Quantiles Sketches: Estimating Distributions from a Stream of Values

There are many situations where is valuable to understand the distribution of values in a stream. For example, from a stream of web-page time-spent values, it would be useful to know arbitrary quantiles of the distribution, such as the 25th percentile value, the median value and the 75th percentile value. The Quantiles Sketches solve this problem and enable the inverse functions such as the Probability Mass Function (PMF) and the Cumulative Distribution Function (CDF) as well. It is relatively easy to produce frequency histograms such as the following diagram, which was produced from a stream of over 230 million time spent events. The space consumed by the sketch was about 43KB.

Frequent Items Sketches: Finding the Heavy Hitter Objects from a Stream

It is very useful to be able to scan a stream of objects, such as song titles, and be able to quickly identify those items that occur most frequently. The term Heavy Hitter is defined to be an item that occurs more frequently than some fractional share of the overall count of items in the stream including duplicates. Suppose you have a stream of 1M song titles, but in that stream there are only 100K song titles that are unique. If any single title consumes more than 10% of the stream elements it is a Heavy Hitter, and the 10% is a threshold parameter we call epsilon.

The accuracy of a Frequent Items Sketch is proportional to the configured size of the sketch, the larger the sketch, the smaller is the epsilon threshold that can detect Heavy Hitters.

Tuple Sketches: Extending Theta Sketches to Perform Associative Analysis

It is often not enough to perform stream expressions on sets of unique identifiers, it is very valuable to be able to associate additive data with these identifiers, such as impression counts or clicks.
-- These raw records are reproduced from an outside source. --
//! Stock reconciliation
//!
//! Every chunk of sheet rows is reduced to a net quantity change per product,
//! resolved against current stock in one batched read, and written back in
//! one transaction.
//!
//! A product is left untouched when any of these hold:
//! - it is not in the catalog (imports never create products)
//! - its net change is zero
//! - its resolved quantity is zero
//! - its resolved quantity is negative

use calamine::Data;
use serde::Serialize;
use std::collections::{BTreeMap, HashMap};
use std::sync::Arc;

use super::error::ImportError;
use super::ingest::{SheetRow, cell_to_string};
use crate::catalog::{ChunkReceipt, QuantityUpdate, StockStore};

pub const PRODUCT_ID_COLUMN: &str = "product_id";
pub const STATUS_COLUMN: &str = "status";

#[derive(Debug, Clone, Copy, PartialEq, Eq)]
pub enum StockMovement {
    Sold,
    Buy,
}

impl StockMovement {
    /// Case- and whitespace-insensitive; `None` for any other status
    pub fn parse(status: &str) -> Option<Self> {
        match status.trim().to_lowercase().as_str() {
            "sold" => Some(StockMovement::Sold),
            "buy" => Some(StockMovement::Buy),
            _ => None,
        }
    }

    pub fn effect(&self) -> i64 {
        match self {
            StockMovement::Sold => -1,
            StockMovement::Buy => 1,
        }
    }
}

/// Integer value of a product id cell, `None` if missing, zero or not integral
pub fn coerce_product_id(cell: &Data) -> Option<i64> {
    let id = match cell {
        Data::Int(i) => Some(*i),
        Data::Float(f) if f.fract() == 0.0 && f.is_finite() => Some(*f as i64),
        Data::String(s) => {
            let s = s.trim();
            s.parse::<i64>().ok().or_else(|| {
                s.parse::<f64>()
                    .ok()
                    .filter(|f| f.fract() == 0.0 && f.is_finite())
                    .map(|f| f as i64)
            })
        }
        _ => None,
    };

    id.filter(|id| *id != 0)
}

/// One usable sheet row
#[derive(Debug, Clone, PartialEq, Eq)]
pub struct ImportRow {
    pub product_id: i64,
    /// Trimmed and lowercased
    pub status: String,
}

impl ImportRow {
    /// `None` when the row has no usable product id or an empty status
    pub fn from_sheet_row(row: &SheetRow) -> Option<Self> {
        let product_id = row.get(PRODUCT_ID_COLUMN).and_then(coerce_product_id)?;
        let status = row
            .get(STATUS_COLUMN)
            .map(|cell| cell_to_string(cell).trim().to_lowercase())
            .filter(|status| !status.is_empty())?;

        Some(Self { product_id, status })
    }

    pub fn movement(&self) -> Option<StockMovement> {
        StockMovement::parse(&self.status)
    }
}
use anyhow::Result;
use clap::Parser;

use catalog_cli::api::ApiResponse;
use catalog_cli::app::AppContext;
use catalog_cli::cli::{Cli, Output, commands};
use catalog_cli::config::Config;

#[tokio::main]
async fn main() {
    dotenvy::dotenv().ok();
    env_logger::Builder::from_env(env_logger::Env::default().default_filter_or("info")).init();

    let cli = Cli::parse();
    let output = match run(cli).await {
        Ok(output) => output,
        Err(e) => {
            log::error!("{:#}", e);
            Output::Envelope(ApiResponse::server_error(format!("{:#}", e)))
        }
    };

    let success = output.is_success();
    match output {
        Output::Text(text) => print!("{}", text),
        Output::Envelope(response) => match response.to_pretty_json() {
            Ok(json) => println!("{}", json),
            Err(e) => eprintln!("{:#}", e),
        },
    }

    if !success {
        std::process::exit(1);
    }
}

async fn run(cli: Cli) -> Result<Output> {
    let config = Config::load(cli.config.as_deref())?;
    log::debug!("Using database {}", config.database_url);

    let ctx = AppContext::open(config).await?;
    commands::execute(&ctx, cli.command).await
}
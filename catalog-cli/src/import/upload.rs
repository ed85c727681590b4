//! Upload boundary: validate, store, enqueue
//!
//! Accepting an upload never reads the workbook. It only checks that the
//! payload looks like an xlsx of acceptable size, writes it to storage under a
//! fresh name and queues an import job for it.

use anyhow::Context;
use serde::Serialize;
use std::path::Path;
use std::sync::Arc;
use thiserror::Error;
use uuid::Uuid;

use super::queue::JobQueue;
use super::storage::FileStorage;
use crate::api::ValidationErrors;

pub const ACCEPTED_MESSAGE: &str = "Uploading is in process and submitted successfully";
pub const XLSX_CONTENT_TYPE: &str =
    "application/vnd.openxmlformats-officedocument.spreadsheetml.sheet";
/// 5120 KiB
pub const DEFAULT_MAX_UPLOAD_BYTES: u64 = 5120 * 1024;

/// Directory (storage key prefix) for uploaded workbooks
pub const UPLOAD_DIR: &str = "products";

const FILE_FIELD: &str = "file";
const ZIP_SIGNATURE: &[u8] = b"PK\x03\x04";

/// An uploaded file as received at the boundary
#[derive(Debug, Clone)]
pub struct UploadedFile {
    pub file_name: String,
    pub content_type: Option<String>,
    pub bytes: Vec<u8>,
}

impl UploadedFile {
    pub fn new(file_name: impl Into<String>, bytes: Vec<u8>) -> Self {
        Self {
            file_name: file_name.into(),
            content_type: None,
            bytes,
        }
    }

    /// Read a local file as an upload
    pub async fn from_path(path: &Path) -> anyhow::Result<Self> {
        let bytes = tokio::fs::read(path)
            .await
            .with_context(|| format!("Failed to read upload file: {}", path.display()))?;
        let file_name = path
            .file_name()
            .map(|name| name.to_string_lossy().into_owned())
            .unwrap_or_default();

        let content_type = has_xlsx_extension(&file_name).then(|| XLSX_CONTENT_TYPE.to_string());

        Ok(Self {
            file_name,
            content_type,
            bytes,
        })
    }
}

fn has_xlsx_extension(file_name: &str) -> bool {
    Path::new(file_name)
        .extension()
        .is_some_and(|ext| ext.eq_ignore_ascii_case("xlsx"))
}

/// Check an upload against the required, xlsx and size rules
pub fn validate_upload(
    file: Option<&UploadedFile>,
    max_bytes: u64,
) -> Result<&UploadedFile, ValidationErrors> {
    let mut errors = ValidationErrors::new();

    let Some(file) = file.filter(|file| !file.bytes.is_empty()) else {
        errors.add(FILE_FIELD, "Please upload an Excel file.");
        return Err(errors);
    };

    if !has_xlsx_extension(&file.file_name) || !file.bytes.starts_with(ZIP_SIGNATURE) {
        errors.add(FILE_FIELD, "The file must be a .xlsx Excel file.");
    }

    if file.bytes.len() as u64 > max_bytes {
        errors.add(FILE_FIELD, "The Excel file must not exceed 5MB.");
    }

    errors.into_result(file)
}

/// Body returned once an upload is accepted
#[derive(Debug, Clone, PartialEq, Eq, Serialize)]
pub struct ImportAccepted {
    pub message: String,
    pub job_id: String,
    pub file_path: String,
}

#[derive(Debug, Error)]
pub enum UploadError {
    #[error("{0}")]
    Invalid(ValidationErrors),

    #[error("failed to store upload '{path}': {source}")]
    Storage {
        path: String,
        #[source]
        source: std::io::Error,
    },

    #[error("failed to queue import: {0:#}")]
    Queue(anyhow::Error),
}

/// Accepts uploads on behalf of the import pipeline
#[derive(Clone)]
pub struct ImportService {
    storage: Arc<dyn FileStorage>,
    queue: Arc<dyn JobQueue>,
    max_upload_bytes: u64,
}

impl ImportService {
    pub fn new(storage: Arc<dyn FileStorage>, queue: Arc<dyn JobQueue>) -> Self {
        Self {
            storage,
            queue,
            max_upload_bytes: DEFAULT_MAX_UPLOAD_BYTES,
        }
    }

    pub fn with_max_upload_bytes(mut self, max_upload_bytes: u64) -> Self {
        self.max_upload_bytes = max_upload_bytes;
        self
    }

    /// Validate, store and enqueue. Returns as soon as the job is queued.
    pub async fn accept(&self, file: Option<&UploadedFile>) -> Result<ImportAccepted, UploadError> {
        let file = validate_upload(file, self.max_upload_bytes).map_err(UploadError::Invalid)?;

        let path = format!("{}/{}.xlsx", UPLOAD_DIR, Uuid::new_v4());
        self.storage
            .put(&path, &file.bytes)
            .await
            .map_err(|source| UploadError::Storage {
                path: path.clone(),
                source,
            })?;

        let job = match self.queue.enqueue(&path).await {
            Ok(job) => job,
            Err(e) => {
                if let Err(cleanup) = self.storage.delete(&path).await {
                    log::warn!("Failed to remove unqueued upload {}: {}", path, cleanup);
                }
                return Err(UploadError::Queue(e));
            }
        };

        log::info!(
            "Accepted upload '{}' ({} bytes) as job {}",
            file.file_name,
            file.bytes.len(),
            job.id
        );

        Ok(ImportAccepted {
            message: ACCEPTED_MESSAGE.to_string(),
            job_id: job.id,
            file_path: path,
        })
    }
}
//! Upload command

use anyhow::Result;
use std::path::Path;

use crate::api::ApiResponse;
use crate::app::AppContext;
use crate::import::{UploadError, UploadedFile};

/// Submit a local workbook for import. Returns once the job is queued.
pub async fn upload(ctx: &AppContext, path: &Path) -> Result<ApiResponse> {
    let file = match UploadedFile::from_path(path).await {
        Ok(file) => Some(file),
        Err(e) => {
            log::warn!("{:#}", e);
            None
        }
    };

    match ctx.import_service().accept(file.as_ref()).await {
        Ok(accepted) => ApiResponse::ok(&accepted),
        Err(UploadError::Invalid(errors)) => Ok(ApiResponse::validation_failed(&errors)),
        Err(e) => Err(e.into()),
    }
}
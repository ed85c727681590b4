//! Repository for import job records

use anyhow::{Context, Result, bail};
use chrono::{DateTime, SecondsFormat, Utc};
use sqlx::sqlite::SqliteRow;
use sqlx::{Row, SqlitePool};

use crate::import::{ImportJob, JobStatus};

const COLUMNS: &str = "id, file_path, status, attempts, last_error, created_at, updated_at";

/// Fixed-width RFC 3339 so text ordering matches time ordering
fn timestamp(at: DateTime<Utc>) -> String {
    at.to_rfc3339_opts(SecondsFormat::Micros, true)
}

fn parse_timestamp(raw: &str) -> Result<DateTime<Utc>> {
    let parsed = DateTime::parse_from_rfc3339(raw)
        .with_context(|| format!("Invalid timestamp in import_jobs: {}", raw))?;
    Ok(parsed.with_timezone(&Utc))
}

fn job_from_row(row: &SqliteRow) -> Result<ImportJob> {
    let status: String = row.try_get("status")?;
    let created_at: String = row.try_get("created_at")?;
    let updated_at: String = row.try_get("updated_at")?;

    Ok(ImportJob {
        id: row.try_get("id")?,
        file_path: row.try_get("file_path")?,
        status: status.parse()?,
        attempts: row.try_get::<i64, _>("attempts")? as u32,
        last_error: row.try_get("last_error")?,
        created_at: parse_timestamp(&created_at)?,
        updated_at: parse_timestamp(&updated_at)?,
    })
}

pub async fn insert_job(pool: &SqlitePool, job: &ImportJob) -> Result<()> {
    sqlx::query(
        r#"
        INSERT INTO import_jobs (id, file_path, status, attempts, last_error, created_at, updated_at)
        VALUES (?, ?, ?, ?, ?, ?, ?)
        "#,
    )
    .bind(&job.id)
    .bind(&job.file_path)
    .bind(job.status.as_str())
    .bind(job.attempts as i64)
    .bind(&job.last_error)
    .bind(timestamp(job.created_at))
    .bind(timestamp(job.updated_at))
    .execute(pool)
    .await
    .context("Failed to insert import job")?;

    Ok(())
}

/// Atomically move the oldest queued job to running and count the attempt
pub async fn claim_next_job(pool: &SqlitePool) -> Result<Option<ImportJob>> {
    let row = sqlx::query(&format!(
        r#"
        UPDATE import_jobs
        SET status = 'running', attempts = attempts + 1, updated_at = ?
        WHERE id = (
            SELECT id FROM import_jobs
            WHERE status = 'queued'
            ORDER BY created_at, rowid
            LIMIT 1
        )
        RETURNING {}
        "#,
        COLUMNS
    ))
    .bind(timestamp(Utc::now()))
    .fetch_optional(pool)
    .await
    .context("Failed to claim import job")?;

    row.as_ref().map(job_from_row).transpose()
}

/// Move a claimed job out of `running`, replacing `last_error`.
///
/// The update only applies while the job is still held by the claim that
/// produced `job` (same attempt number, still running). Returns `false` when
/// the claim has been superseded; a missing job is an error.
pub async fn finish_claim(
    pool: &SqlitePool,
    job: &ImportJob,
    status: JobStatus,
    last_error: Option<&str>,
) -> Result<bool> {
    if !JobStatus::Running.can_transition_to(status) {
        bail!("Import job {} cannot move from running to {}", job.id, status);
    }

    let result = sqlx::query(
        r#"
        UPDATE import_jobs
        SET status = ?, last_error = ?, updated_at = ?
        WHERE id = ? AND status = 'running' AND attempts = ?
        "#,
    )
    .bind(status.as_str())
    .bind(last_error)
    .bind(timestamp(Utc::now()))
    .bind(&job.id)
    .bind(job.attempts as i64)
    .execute(pool)
    .await
    .with_context(|| format!("Failed to update import job {}", job.id))?;

    claim_held(pool, &job.id, result.rows_affected()).await
}

/// Refresh `updated_at` on a held claim so recovery leaves it alone
pub async fn touch_claim(pool: &SqlitePool, job: &ImportJob) -> Result<bool> {
    let result = sqlx::query(
        r#"
        UPDATE import_jobs
        SET updated_at = ?
        WHERE id = ? AND status = 'running' AND attempts = ?
        "#,
    )
    .bind(timestamp(Utc::now()))
    .bind(&job.id)
    .bind(job.attempts as i64)
    .execute(pool)
    .await
    .with_context(|| format!("Failed to refresh import job {}", job.id))?;

    claim_held(pool, &job.id, result.rows_affected()).await
}

async fn claim_held(pool: &SqlitePool, id: &str, rows_affected: u64) -> Result<bool> {
    if rows_affected > 0 {
        return Ok(true);
    }
    if get_job(pool, id).await?.is_none() {
        bail!("Import job {} not found", id);
    }
    Ok(false)
}

/// Return running jobs not updated since `stale_before` to the queue,
/// keeping their attempt count
pub async fn requeue_stale_jobs(
    pool: &SqlitePool,
    stale_before: DateTime<Utc>,
) -> Result<Vec<String>> {
    let ids: Vec<String> = sqlx::query_scalar(
        r#"
        UPDATE import_jobs
        SET status = 'queued', updated_at = ?
        WHERE status = 'running' AND updated_at <= ?
        RETURNING id
        "#,
    )
    .bind(timestamp(Utc::now()))
    .bind(timestamp(stale_before))
    .fetch_all(pool)
    .await
    .context("Failed to requeue interrupted import jobs")?;

    Ok(ids)
}

pub async fn get_job(pool: &SqlitePool, id: &str) -> Result<Option<ImportJob>> {
    let row = sqlx::query(&format!("SELECT {} FROM import_jobs WHERE id = ?", COLUMNS))
        .bind(id)
        .fetch_optional(pool)
        .await
        .context("Failed to get import job")?;

    row.as_ref().map(job_from_row).transpose()
}

/// Most recent jobs first, optionally restricted to one status
pub async fn list_jobs(
    pool: &SqlitePool,
    status: Option<JobStatus>,
    limit: u32,
) -> Result<Vec<ImportJob>> {
    let rows = sqlx::query(&format!(
        r#"
        SELECT {} FROM import_jobs
        WHERE ?1 IS NULL OR status = ?1
        ORDER BY created_at DESC, rowid DESC
        LIMIT ?2
        "#,
        COLUMNS
    ))
    .bind(status.map(|s| s.as_str()))
    .bind(limit as i64)
    .fetch_all(pool)
    .await
    .context("Failed to list import jobs")?;

    rows.iter().map(job_from_row).collect()
}

#[cfg(test)]
mod tests {
    use super::*;
    use crate::config::repository::connect_in_memory;
    use chrono::Duration;

    fn job_at(file_path: &str, minutes_ago: i64) -> ImportJob {
        let mut job = ImportJob::new(file_path);
        job.created_at = Utc::now() - Duration::minutes(minutes_ago);
        job.updated_at = job.created_at;
        job
    }

    #[tokio::test]
    async fn test_insert_and_get() {
        let pool = connect_in_memory().await.unwrap();
        let job = ImportJob::new("products/a.xlsx");
        insert_job(&pool, &job).await.unwrap();

        let loaded = get_job(&pool, &job.id).await.unwrap().unwrap();
        assert_eq!(loaded.file_path, "products/a.xlsx");
        assert_eq!(loaded.status, JobStatus::Queued);
        assert_eq!(
            loaded.created_at.timestamp_micros(),
            job.created_at.timestamp_micros()
        );
        assert!(get_job(&pool, "missing").await.unwrap().is_none());
    }

    #[tokio::test]
    async fn test_claim_takes_oldest_and_counts_attempt() {
        let pool = connect_in_memory().await.unwrap();
        let newer = job_at("products/new.xlsx", 1);
        let older = job_at("products/old.xlsx", 5);
        insert_job(&pool, &newer).await.unwrap();
        insert_job(&pool, &older).await.unwrap();

        let claimed = claim_next_job(&pool).await.unwrap().unwrap();
        assert_eq!(claimed.id, older.id);
        assert_eq!(claimed.status, JobStatus::Running);
        assert_eq!(claimed.attempts, 1);

        let next = claim_next_job(&pool).await.unwrap().unwrap();
        assert_eq!(next.id, newer.id);
        assert!(claim_next_job(&pool).await.unwrap().is_none());
    }

    #[tokio::test]
    async fn test_requeue_only_stale_jobs() {
        let pool = connect_in_memory().await.unwrap();
        let job = ImportJob::new("products/a.xlsx");
        insert_job(&pool, &job).await.unwrap();
        claim_next_job(&pool).await.unwrap();

        let fresh = requeue_stale_jobs(&pool, Utc::now() - Duration::minutes(10))
            .await
            .unwrap();
        assert!(fresh.is_empty());

        let requeued = requeue_stale_jobs(&pool, Utc::now()).await.unwrap();
        assert_eq!(requeued, vec![job.id.clone()]);

        let loaded = get_job(&pool, &job.id).await.unwrap().unwrap();
        assert_eq!(loaded.status, JobStatus::Queued);
        assert_eq!(loaded.attempts, 1);
    }

    #[tokio::test]
    async fn test_finish_claim_and_list() {
        let pool = connect_in_memory().await.unwrap();
        let first = job_at("products/1.xlsx", 2);
        let second = job_at("products/2.xlsx", 1);
        insert_job(&pool, &first).await.unwrap();
        insert_job(&pool, &second).await.unwrap();

        let claim = claim_next_job(&pool).await.unwrap().unwrap();
        assert_eq!(claim.id, first.id);
        assert!(
            finish_claim(&pool, &claim, JobStatus::Failed, Some("Excel file has no sheets"))
                .await
                .unwrap()
        );

        let all = list_jobs(&pool, None, 10).await.unwrap();
        assert_eq!(all.iter().map(|j| j.id.as_str()).collect::<Vec<_>>(), vec![
            second.id.as_str(),
            first.id.as_str()
        ]);

        let failed = list_jobs(&pool, Some(JobStatus::Failed), 10).await.unwrap();
        assert_eq!(failed.len(), 1);
        assert_eq!(failed[0].last_error.as_deref(), Some("Excel file has no sheets"));
    }

    #[tokio::test]
    async fn test_finished_job_cannot_be_overwritten() {
        let pool = connect_in_memory().await.unwrap();
        insert_job(&pool, &ImportJob::new("products/a.xlsx")).await.unwrap();
        let claim = claim_next_job(&pool).await.unwrap().unwrap();

        assert!(finish_claim(&pool, &claim, JobStatus::Completed, None).await.unwrap());
        assert!(!finish_claim(&pool, &claim, JobStatus::Failed, Some("late")).await.unwrap());
        assert!(!touch_claim(&pool, &claim).await.unwrap());

        let loaded = get_job(&pool, &claim.id).await.unwrap().unwrap();
        assert_eq!(loaded.status, JobStatus::Completed);
        assert_eq!(loaded.last_error, None);
    }

    #[tokio::test]
    async fn test_older_claim_is_superseded_by_reclaim() {
        let pool = connect_in_memory().await.unwrap();
        insert_job(&pool, &ImportJob::new("products/a.xlsx")).await.unwrap();
        let first = claim_next_job(&pool).await.unwrap().unwrap();
        requeue_stale_jobs(&pool, Utc::now()).await.unwrap();
        let second = claim_next_job(&pool).await.unwrap().unwrap();
        assert_eq!(second.attempts, 2);

        assert!(!touch_claim(&pool, &first).await.unwrap());
        assert!(!finish_claim(&pool, &first, JobStatus::Completed, None).await.unwrap());
        assert!(touch_claim(&pool, &second).await.unwrap());
    }

    #[tokio::test]
    async fn test_finish_claim_errors() {
        let pool = connect_in_memory().await.unwrap();
        let missing = ImportJob::new("products/gone.xlsx");
        assert!(finish_claim(&pool, &missing, JobStatus::Failed, None).await.is_err());

        insert_job(&pool, &missing).await.unwrap();
        let claim = claim_next_job(&pool).await.unwrap().unwrap();
        assert!(finish_claim(&pool, &claim, JobStatus::Running, None).await.is_err());
    }
}
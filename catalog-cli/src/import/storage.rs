//! Durable byte storage for uploaded workbooks
//!
//! Paths are relative keys such as `products/<uuid>.xlsx`. The local backend
//! maps them under a root directory; the memory backend keeps them in a map.

use async_trait::async_trait;
use std::collections::HashMap;
use std::io;
use std::path::{Component, Path, PathBuf};
use tokio::sync::Mutex;

/// Bytes in, bytes out, keyed by relative path
#[async_trait]
pub trait FileStorage: Send + Sync {
    async fn put(&self, path: &str, bytes: &[u8]) -> io::Result<()>;

    /// Read a stored file. A missing file is `ErrorKind::NotFound`.
    async fn get(&self, path: &str) -> io::Result<Vec<u8>>;

    /// Remove a stored file. Removing a missing file is not an error.
    async fn delete(&self, path: &str) -> io::Result<()>;

    async fn exists(&self, path: &str) -> io::Result<bool>;
}

/// Files under a root directory on the local filesystem
#[derive(Debug, Clone)]
pub struct LocalStorage {
    root: PathBuf,
}

impl LocalStorage {
    pub fn new(root: impl Into<PathBuf>) -> Self {
        Self { root: root.into() }
    }

    /// Resolve a storage key to a path under the root, refusing anything that
    /// could escape it
    fn resolve(&self, path: &str) -> io::Result<PathBuf> {
        let relative = Path::new(path);
        let is_plain = !path.is_empty()
            && relative
                .components()
                .all(|c| matches!(c, Component::Normal(_)));

        if !is_plain {
            return Err(io::Error::new(
                io::ErrorKind::InvalidInput,
                format!("invalid storage path: {}", path),
            ));
        }

        Ok(self.root.join(relative))
    }
}

#[async_trait]
impl FileStorage for LocalStorage {
    async fn put(&self, path: &str, bytes: &[u8]) -> io::Result<()> {
        let full = self.resolve(path)?;
        if let Some(parent) = full.parent() {
            tokio::fs::create_dir_all(parent).await?;
        }
        tokio::fs::write(&full, bytes).await?;
        log::debug!("Stored {} bytes at {}", bytes.len(), full.display());
        Ok(())
    }

    async fn get(&self, path: &str) -> io::Result<Vec<u8>> {
        let full = self.resolve(path)?;
        tokio::fs::read(&full).await
    }

    async fn delete(&self, path: &str) -> io::Result<()> {
        let full = self.resolve(path)?;
        match tokio::fs::remove_file(&full).await {
            Ok(()) => {
                log::debug!("Deleted {}", full.display());
                Ok(())
            }
            Err(e) if e.kind() == io::ErrorKind::NotFound => Ok(()),
            Err(e) => Err(e),
        }
    }

    async fn exists(&self, path: &str) -> io::Result<bool> {
        let full = self.resolve(path)?;
        tokio::fs::try_exists(&full).await
    }
}

/// In-process storage for tests and dry runs
#[derive(Debug, Default)]
pub struct MemoryStorage {
    files: Mutex<HashMap<String, Vec<u8>>>,
}

impl MemoryStorage {
    pub fn new() -> Self {
        Self::default()
    }

    pub async fn len(&self) -> usize {
        self.files.lock().await.len()
    }

    pub async fn is_empty(&self) -> bool {
        self.files.lock().await.is_empty()
    }
}

#[async_trait]
impl FileStorage for MemoryStorage {
    async fn put(&self, path: &str, bytes: &[u8]) -> io::Result<()> {
        self.files
            .lock()
            .await
            .insert(path.to_string(), bytes.to_vec());
        Ok(())
    }

    async fn get(&self, path: &str) -> io::Result<Vec<u8>> {
        self.files
            .lock()
            .await
            .get(path)
            .cloned()
            .ok_or_else(|| io::Error::new(io::ErrorKind::NotFound, format!("no file at {}", path)))
    }

    async fn delete(&self, path: &str) -> io::Result<()> {
        self.files.lock().await.remove(path);
        Ok(())
    }

    async fn exists(&self, path: &str) -> io::Result<bool> {
        Ok(self.files.lock().await.contains_key(path))
    }
}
Tuple Sketches are a recent addition to the library and can be extended with arbitrary “summary” data.

Sampling Sketches: Uniform Sampling of a Stream into a fixed size space

This implements the famous Reservoir sampling algorithm and extends it with the capabilities that large-scale distributed systems really need: mergability (even with different sized sketches), uses Java Generics so that the base classes can be trivially extended for any input type (even polymorphic types), and an extensible means of performing serialization and deserialization. VarOpt sampling extends the family to weighted sampling, additionally providing subset sum estimates from the sample with provably optimal variance.

Frequent Directions: Distributed, mergeable Singular Value Decomposition

Part of a new separate sketches-vector package, Frequent Directions is in many ways a generalization of the Frequent Items sketch to handle vector data. This sketch computes an approximate singular value decomposition (SVD) of a matrix, providing a projection matrix that can be used for dimensionality reduction. SVD is a key technique in many recommender systems, providing shopping suggestions based on a customer's past purchases compared with other similar customers.